//! Classification of rejected requests.

use wiremock::matchers::{method, path};
use wiremock::{Mock, ResponseTemplate};

use abax_sdk::{ErrorKind, ListVehiclesInput};

use crate::common::{client, mock_api};

#[tokio::test]
async fn unauthorized_fails_after_one_attempt_with_vendor_message() {
    let server = mock_api().await;

    Mock::given(method("GET"))
        .and(path("/v1/vehicles"))
        .respond_with(
            ResponseTemplate::new(401).set_body_json(serde_json::json!({ "message": "Invalid token" })),
        )
        .expect(1)
        .mount(&server)
        .await;

    let err = client(&server)
        .list_vehicles(ListVehiclesInput::default())
        .await
        .unwrap_err();

    assert!(err.is_unauthorized());
    assert_eq!(err.vendor_message(), Some("Invalid token"));
    assert_eq!(err.to_string(), "Request was unauthorized: Invalid token");
}

#[tokio::test]
async fn bad_request_without_body_uses_generic_message() {
    let server = mock_api().await;

    Mock::given(method("GET"))
        .respond_with(ResponseTemplate::new(400))
        .expect(1)
        .mount(&server)
        .await;

    let err = client(&server)
        .list_vehicles(ListVehiclesInput::default())
        .await
        .unwrap_err();

    assert!(matches!(err.kind, ErrorKind::BadRequest { message: None }));
    assert_eq!(err.to_string(), "Bad request");
}

#[tokio::test]
async fn other_statuses_fail_immediately_with_status() {
    for status in [403u16, 404, 500, 503] {
        let server = mock_api().await;

        Mock::given(method("GET"))
            .respond_with(
                ResponseTemplate::new(status).set_body_json(serde_json::json!({ "error": "nope" })),
            )
            .expect(1)
            .mount(&server)
            .await;

        let err = client(&server)
            .list_vehicles(ListVehiclesInput::default())
            .await
            .unwrap_err();

        assert_eq!(err.status(), Some(status), "status {status}");
        assert_eq!(
            err.to_string(),
            format!("Not able to perform request (HTTP {status}): nope")
        );
    }
}

#[tokio::test]
async fn bearer_token_in_vendor_message_is_redacted() {
    let server = mock_api().await;

    Mock::given(method("GET"))
        .respond_with(ResponseTemplate::new(401).set_body_json(serde_json::json!({
            "message": "Rejected Bearer secret-token-value"
        })))
        .mount(&server)
        .await;

    let err = client(&server)
        .list_vehicles(ListVehiclesInput::default())
        .await
        .unwrap_err();

    assert!(!err.to_string().contains("secret-token-value"));
}

#[tokio::test]
async fn malformed_success_body_is_validation_error() {
    let server = mock_api().await;

    Mock::given(method("GET"))
        .respond_with(
            ResponseTemplate::new(200).set_body_json(serde_json::json!({ "page": 1, "items": "nope" })),
        )
        .expect(1)
        .mount(&server)
        .await;

    let err = client(&server)
        .list_vehicles(ListVehiclesInput::default())
        .await
        .unwrap_err();

    assert!(err.is_validation());
}
//! Error types for abax-auth.
//!
//! Messages never carry tokens, codes or client secrets.

/// Result type alias for abax-auth operations.
pub type Result<T> = std::result::Result<T, Error>;

/// Error type for abax-auth operations.
#[derive(Debug, thiserror::Error)]
#[error("{kind}")]
pub struct Error {
    /// The kind of error that occurred.
    pub kind: ErrorKind,
    /// Optional source error.
    #[source]
    pub source: Option<Box<dyn std::error::Error + Send + Sync>>,
}

impl Error {
    /// Create a new error with the given kind.
    pub fn new(kind: ErrorKind) -> Self {
        Self { kind, source: None }
    }

    /// Create a new error with the given kind and source.
    pub fn with_source(
        kind: ErrorKind,
        source: impl std::error::Error + Send + Sync + 'static,
    ) -> Self {
        Self {
            kind,
            source: Some(Box::new(source)),
        }
    }
}

/// The kind of error that occurred.
#[derive(Debug, thiserror::Error)]
pub enum ErrorKind {
    /// OAuth error response from the identity server.
    #[error("OAuth error: {error}{}", description.as_deref().map(|d| format!(" - {d}")).unwrap_or_default())]
    OAuth {
        error: String,
        description: Option<String>,
    },

    /// The identity server answered with an unexpected status and no OAuth error body.
    #[error("Token request failed (HTTP {0})")]
    TokenRequest(u16),

    /// No credentials have been obtained or set yet.
    #[error("Not authenticated: no credentials available")]
    NotAuthenticated,

    /// The access token expired and cannot be renewed.
    #[error("Token expired")]
    TokenExpired,

    /// A refresh was requested but no refresh token is stored.
    #[error("No refresh token available")]
    NoRefreshToken,

    /// Token invalid or malformed.
    #[error("Token invalid: {0}")]
    TokenInvalid(String),

    /// JWT decoding error.
    #[error("JWT error: {0}")]
    Jwt(String),

    /// HTTP error during authentication.
    #[error("HTTP error: {0}")]
    Http(String),

    /// Serialization error.
    #[error("Serialization error: {0}")]
    Serialization(String),

    /// Environment variable not set.
    #[error("Environment variable not set: {0}")]
    EnvVar(String),

    /// Configuration error.
    #[error("Configuration error: {0}")]
    Config(String),
}

impl From<reqwest::Error> for Error {
    fn from(err: reqwest::Error) -> Self {
        // Token endpoint URLs may carry codes or tokens in the query.
        let message = err.to_string();
        let sanitized = if message.contains("access_token") || message.contains("token=") {
            "HTTP request failed (details redacted for security)".to_string()
        } else {
            message
        };
        Error::with_source(ErrorKind::Http(sanitized), err)
    }
}

impl From<serde_urlencoded::ser::Error> for Error {
    fn from(err: serde_urlencoded::ser::Error) -> Self {
        Error::with_source(ErrorKind::Serialization(err.to_string()), err)
    }
}

impl From<url::ParseError> for Error {
    fn from(err: url::ParseError) -> Self {
        Error::with_source(ErrorKind::Config(format!("Invalid URL: {err}")), err)
    }
}

impl From<jsonwebtoken::errors::Error> for Error {
    fn from(err: jsonwebtoken::errors::Error) -> Self {
        Error::with_source(ErrorKind::Jwt(err.to_string()), err)
    }
}

/// Lets an auth failure surface through the API client as a credential error.
impl From<Error> for abax_client::Error {
    fn from(err: Error) -> Self {
        abax_client::Error::with_source(
            abax_client::ErrorKind::Credential(err.kind.to_string()),
            err,
        )
    }
}
//! Rate-limit retry behaviour.

use std::sync::atomic::{AtomicU32, Ordering};
use std::sync::Arc;

use chrono::{TimeDelta, Utc};
use wiremock::matchers::{method, path};
use wiremock::{Mock, ResponseTemplate};

use abax_sdk::{Credential, ErrorKind, ListVehiclesInput};

use crate::common::{client, client_with, mock_api, vehicle_page};

fn rate_limited() -> ResponseTemplate {
    // A reset instant in the past means "retry immediately".
    let reset = (Utc::now() - TimeDelta::seconds(1)).to_rfc3339();
    ResponseTemplate::new(429).insert_header("X-Rate-Limit-Reset", reset.as_str())
}

#[tokio::test]
async fn rate_limited_on_every_attempt_times_out_after_four() {
    let server = mock_api().await;

    Mock::given(method("GET"))
        .and(path("/v1/vehicles"))
        .respond_with(rate_limited())
        .expect(4)
        .mount(&server)
        .await;

    let err = client(&server)
        .list_vehicles(ListVehiclesInput::default())
        .await
        .unwrap_err();

    assert!(matches!(err.kind, ErrorKind::Timeout { attempts: 4 }));
    assert!(err.is_timeout());
    assert_eq!(err.to_string(), "Request timed out after 4 attempts");
}

#[tokio::test]
async fn succeeds_on_fourth_attempt() {
    let server = mock_api().await;

    Mock::given(method("GET"))
        .and(path("/v1/vehicles"))
        .respond_with(rate_limited())
        .up_to_n_times(3)
        .expect(3)
        .mount(&server)
        .await;

    Mock::given(method("GET"))
        .and(path("/v1/vehicles"))
        .respond_with(
            ResponseTemplate::new(200)
                .set_body_json(vehicle_page(1, 1500, &["fourth".to_string()])),
        )
        .expect(1)
        .mount(&server)
        .await;

    let page = client(&server)
        .list_vehicles(ListVehiclesInput::default())
        .await
        .expect("fourth attempt should succeed");

    assert_eq!(page.items.len(), 1);
    assert_eq!(page.items[0].id, "fourth");
}

#[tokio::test]
async fn missing_reset_header_still_retries() {
    let server = mock_api().await;

    Mock::given(method("GET"))
        .and(path("/v1/vehicles"))
        .respond_with(ResponseTemplate::new(429))
        .up_to_n_times(1)
        .expect(1)
        .mount(&server)
        .await;

    Mock::given(method("GET"))
        .and(path("/v1/vehicles"))
        .respond_with(ResponseTemplate::new(200).set_body_json(vehicle_page(1, 1500, &[])))
        .expect(1)
        .mount(&server)
        .await;

    let page = client(&server)
        .list_vehicles(ListVehiclesInput::default())
        .await
        .unwrap();
    assert!(page.items.is_empty());
}

#[tokio::test]
async fn every_attempt_reuses_the_same_token() {
    let server = mock_api().await;

    Mock::given(method("GET"))
        .respond_with(rate_limited())
        .up_to_n_times(2)
        .mount(&server)
        .await;

    Mock::given(method("GET"))
        .respond_with(ResponseTemplate::new(200).set_body_json(vehicle_page(1, 1500, &[])))
        .mount(&server)
        .await;

    let issued = Arc::new(AtomicU32::new(0));
    let counter = issued.clone();
    let credential = Credential::from_fn(move || {
        let n = counter.fetch_add(1, Ordering::SeqCst);
        async move { Ok::<_, abax_sdk::Error>(format!("token-{n}")) }
    });

    client_with(&server, credential)
        .list_vehicles(ListVehiclesInput::default())
        .await
        .unwrap();

    assert_eq!(issued.load(Ordering::SeqCst), 1);
    let requests = server.received_requests().await.unwrap();
    assert_eq!(requests.len(), 3);
    for request in requests {
        assert_eq!(
            request.headers.get("authorization").unwrap(),
            "Bearer token-0"
        );
    }
}
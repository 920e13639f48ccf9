//! Types shared by several endpoints.
//!
//! The ABAX API is not consistent about casing: vehicle and equipment log
//! payloads are camelCase, everything else is snake_case. Shared types
//! accept both spellings and always serialize camelCase.

use serde::{Deserialize, Serialize};

// ============================================================================
// Enumerations
// ============================================================================

/// Positioning technology behind a location fix.
#[derive(Debug, Clone, Copy, PartialEq, Eq, Hash, Serialize, Deserialize)]
pub enum SignalSource {
    Gps,
    Gsm,
}

/// Health of a tracking unit.
#[derive(Debug, Clone, Copy, PartialEq, Eq, Hash, Serialize, Deserialize)]
pub enum UnitHealth {
    Unknown,
    Healthy,
    Degraded,
    Unhealthy,
}

/// Activation status of a tracking unit.
#[derive(Debug, Clone, Copy, PartialEq, Eq, Hash, Serialize, Deserialize)]
pub enum UnitStatus {
    Unknown,
    Active,
    Deactivated,
}

/// Tax class of a vehicle.
#[derive(Debug, Clone, Copy, PartialEq, Eq, Hash, Serialize, Deserialize)]
pub enum VehicleCommercialClass {
    Unknown,
    Private,
    Company,
    Commercial,
    CommercialWithPrivateUse,
}

// ============================================================================
// Records
// ============================================================================

/// Organization owning a vehicle or a piece of equipment.
#[derive(Debug, Clone, PartialEq, Eq, Serialize, Deserialize)]
pub struct Organization {
    pub id: String,
    pub name: String,
}

/// A named manufacturer or model.
#[derive(Debug, Clone, PartialEq, Eq, Serialize, Deserialize)]
pub struct Named {
    pub name: String,
}

/// Driver assigned to a vehicle or a trip.
#[derive(Debug, Clone, PartialEq, Eq, Serialize, Deserialize)]
#[serde(rename_all = "camelCase")]
pub struct Driver {
    pub id: String,
    #[serde(default, alias = "external_id", skip_serializing_if = "Option::is_none")]
    pub external_id: Option<String>,
    #[serde(default, skip_serializing_if = "Option::is_none")]
    pub name: Option<String>,
    #[serde(default, alias = "phone_number", skip_serializing_if = "Option::is_none")]
    pub phone_number: Option<String>,
    #[serde(default, skip_serializing_if = "Option::is_none")]
    pub email: Option<String>,
}

/// Tracking unit installed in a vehicle or on equipment.
#[derive(Debug, Clone, PartialEq, Eq, Serialize, Deserialize)]
#[serde(rename_all(deserialize = "snake_case", serialize = "camelCase"))]
pub struct Unit {
    pub id: String,
    #[serde(default, alias = "serialNumber", skip_serializing_if = "Option::is_none")]
    pub serial_number: Option<String>,
    #[serde(rename = "type")]
    pub unit_type: String,
    pub health: UnitHealth,
    pub status: UnitStatus,
}

/// Last known position.
#[derive(Debug, Clone, PartialEq, Serialize, Deserialize)]
#[serde(rename_all(deserialize = "snake_case", serialize = "camelCase"))]
pub struct Location {
    pub latitude: f64,
    pub longitude: f64,
    #[serde(default, skip_serializing_if = "Option::is_none")]
    pub speed: Option<f64>,
    #[serde(default, alias = "inMovement", skip_serializing_if = "Option::is_none")]
    pub in_movement: Option<bool>,
    #[serde(default, skip_serializing_if = "Option::is_none")]
    pub course: Option<f64>,
    pub timestamp: String,
    #[serde(alias = "signalSource")]
    pub signal_source: SignalSource,
    #[serde(default, alias = "accuracyRadius", skip_serializing_if = "Option::is_none")]
    pub accuracy_radius: Option<f64>,
}

/// A reading with an optional timestamp, such as a temperature or an odometer value.
#[derive(Debug, Clone, PartialEq, Serialize, Deserialize)]
pub struct Measurement {
    pub value: f64,
    #[serde(default, skip_serializing_if = "Option::is_none")]
    pub timestamp: Option<String>,
}
//! # abax-client
//!
//! Core HTTP machinery for the ABAX fleet telemetry API.
//!
//! This crate provides:
//! - A request executor that retries rate-limited (HTTP 429) calls, waiting
//!   until the `X-Rate-Limit-Reset` instant, for up to four attempts
//! - Tagged classification of every HTTP exchange into success, rate limited
//!   or rejected, with 401 and 400 mapped to dedicated errors
//! - Static or provider-backed bearer credentials
//! - Declarative call descriptors for endpoints
//! - Batching of id lists (at most 150 per request) and "fetch all" pagination
//! - A pluggable transport, with a reqwest implementation
//!
//! ## Architecture
//!
//! ```text
//! ┌─────────────────────────────────────────────────────────────┐
//! │                    Application Layer                        │
//! │  (abax-api endpoints, abax-auth token exchange)             │
//! └─────────────────────────────────────────────────────────────┘
//!                              │
//!                              ▼
//! ┌─────────────────────────────────────────────────────────────┐
//! │              run_batched / fetch_all_pages                  │
//! │  - Split id lists, walk pages, keep input order             │
//! └─────────────────────────────────────────────────────────────┘
//!                              │
//!                              ▼
//! ┌─────────────────────────────────────────────────────────────┐
//! │                   RequestExecutor                           │
//! │  - Resolves the credential once per call                    │
//! │  - Outcome classification + rate-limit retry loop           │
//! └─────────────────────────────────────────────────────────────┘
//!                              │
//!                              ▼
//! ┌─────────────────────────────────────────────────────────────┐
//! │                      Transport                              │
//! │  - ReqwestTransport in production, injectable in tests      │
//! └─────────────────────────────────────────────────────────────┘
//! ```
//!
//! ## Example
//!
//! ```rust,ignore
//! use abax_client::{CallDescriptor, ClientConfig, Credential, Page, QueryParams, RequestExecutor};
//!
//! #[tokio::main]
//! async fn main() -> Result<(), abax_client::Error> {
//!     let executor = RequestExecutor::new(ClientConfig::from_env()?, Credential::from_env()?)?;
//!
//!     let vehicles = CallDescriptor::<u32, _>::get("v1/vehicles")
//!         .query(|page| QueryParams::new().push("page", page))
//!         .parse_json::<Page<serde_json::Value>>();
//!
//!     let page = executor.call(&vehicles, &1).await?;
//!     println!("{} vehicles", page.items.len());
//!     Ok(())
//! }
//! ```

mod batch;
pub mod casing;
mod config;
mod credential;
mod descriptor;
mod error;
mod executor;
mod outcome;
mod pagination;
mod query;
mod request;
mod response;
mod retry;
mod transport;

pub use batch::{batch_count, run_batched, BatchMode, MAX_BATCH_SIZE};
pub use config::{
    ClientConfig, ClientConfigBuilder, Environment, PRODUCTION_API_URL, SANDBOX_API_URL,
};
pub use credential::{Credential, TokenProvider, API_KEY_ENV};
pub use descriptor::{CallDescriptor, CallDescriptorBuilder, PathSpec};
pub use error::{Error, ErrorKind, Result};
pub use executor::RequestExecutor;
pub use outcome::{Outcome, Rejection};
pub use pagination::{fetch_all_pages, ItemList, Page, MAX_PAGE_SIZE, PAGE_SIZE_ALL};
pub use query::QueryParams;
pub use request::{RequestBody, RequestBuilder, RequestMethod};
pub use response::{sanitize_error_message, ApiError, HttpResponse, RATE_LIMIT_RESET_HEADER};
pub use retry::{start_of_next_minute, wait_until, RetryConfig, RetryState, DEFAULT_MAX_ATTEMPTS};
pub use transport::{ReqwestTransport, Transport};

/// User-Agent string for the client
pub const USER_AGENT: &str = concat!("abax-rust-sdk/", env!("CARGO_PKG_VERSION"));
++++++++
DIRECTIONS:
Where the string "counter" turns up in a line of the data above, copy that whole line.

TASK ANSWER:
    let counter = issued.clone();
        let n = counter.fetch_add(1, Ordering::SeqCst);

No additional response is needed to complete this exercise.